From the Bank of Flowers to the Sandwich ArchipelagoNOTE: I've translated Prundul Florilor, the former name of a street in Brasov, as 'Bank of Flowers', since the primary meaning for prund seems to be 'gravel' or 'gravelly bank of a river'. But the German name for the same street in Brasov was Rosenanger 'Rosemeadow' (or 'Rosedale'?). Better suggestions are welcome.
I write this autobiographical sketch in my study in Honolulu, in a spot on the globe where I would never have been able to imagine that I would live thirty years ago, when I was living in what the Nicaraguan poet Salomón de la Selva would call “the Romania of my birth.”
At this moment as I look outside, I hear a parrot sitting on a branch of the lemon tree in front of my window, while on the facing hillside one can see two Chinese cemeteries, their gravestones low and gray, hardly visible in the grass. Only occasionally, at the odd burial or religious ceremony, can one hear crackles and pops of devices designed to drive away bad spirits. In back of the hill rises a volcano long extinct—called Punchbowl in English, Puowaina in Hawaiian—in the crater of which lie the heroes fallen in battles in the Pacific, the Punchbowl National Cemetery. To the left and right of the cemetery stretch the infinite waters of the Pacific.
From below, in Pauoa Valley, where children play baseball and football, one hears the shouts of those leaping into the swimming pool, but the houses are all lost in the gardens of abundant greenery, especially in this year full of heavy and frequent rainfall.
I note these summary facts of a possible autobiography of tomorrow, not to rediscover my old self of yesterday and the day before, of Brasov, Bucharest, Bern, Rio de Janeiro and Seattle, because that I can do more easily through poetry.
I want, on the one hand, to fix certain guideposts for a possible autobiography sometime later, and—more importantly—I do it in order to avoid errors, omissions, misunderstandings or interpretations to which might be subjected the life of a man whose life unfolded over the last decades (1946–1980), in such countries and regions, in such terrains and latitudes, that any confusions could be explained as due primarily to lack of information.
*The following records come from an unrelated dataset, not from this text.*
use thiserror::Error;

pub type Result<T> = std::result::Result<T, Error>;

#[derive(Error, Debug)]
pub enum Error {
    #[error("Configuration error: {0}")]
    Configuration(String),

    #[error("Configuration source error: {0}")]
    ConfigSource(#[from] config::ConfigError),

    #[error("IO error: {0}")]
    Io(#[from] std::io::Error),

    #[error("HTTP request error: {0}")]
    Http(#[from] reqwest::Error),

    #[error("JSON serialization error: {0}")]
    Json(#[from] serde_json::Error),

    #[error("Database error: {0}")]
    Database(#[from] sqlx::Error),

    #[error("Migration error: {0}")]
    Migration(#[from] sqlx::migrate::MigrateError),

    #[error("Ledger error: {0}")]
    Ledger(String),

    #[error("Model provider error: {0}")]
    ModelProvider(String),

    #[error("Authentication error: {0}")]
    Auth(String),

    #[error("Validation error: {0}")]
    Validation(String),
}

impl Error {
    pub fn configuration(msg: impl Into<String>) -> Self {
        Error::Configuration(msg.into())
    }

    pub fn ledger(msg: impl Into<String>) -> Self {
        Error::Ledger(msg.into())
    }

    pub fn model_provider(msg: impl Into<String>) -> Self {
        Error::ModelProvider(msg.into())
    }

    pub fn auth(msg: impl Into<String>) -> Self {
        Error::Auth(msg.into())
    }

    pub fn validation(msg: impl Into<String>) -> Self {
        Error::Validation(msg.into())
    }

    /// Whether the failure came from the credit ledger or its backing store.
    pub fn is_ledger(&self) -> bool {
        matches!(self, Error::Ledger(_) | Error::Database(_) | Error::Migration(_))
    }

    /// Whether the failure was caused by caller-supplied input or configuration lookups.
    pub fn is_client_error(&self) -> bool {
        matches!(self, Error::Configuration(_) | Error::Validation(_))
    }
}
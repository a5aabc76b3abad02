// Credit ledger and its persistence backends

pub mod ledger;
pub mod memory;
pub mod sqlite;

pub use ledger::{
    AccountUpdate, CreditAccount, CreditLedger, LedgerSettings, LedgerStore, Transaction, TransactionKind,
    UsageMetadata,
};
pub use memory::MemoryLedgerStore;
pub use sqlite::{decimal_helpers, SqliteLedgerStore};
In a world in which even some “experts” say that Mexico lies in “South America,” and in which it is seldom realized that the city of Honolulu is situated on the island of Oahu, it would not be remarkable some time in the future (and perhaps not all that long into the future) for legends to arise that I wish to prevent, at least to the extent I am able.
UPDATE: By coincidence, the Brasov country library has just started hosting a literary exhibit entitled Ştefan Baciu între Ulise şi Don Quijote.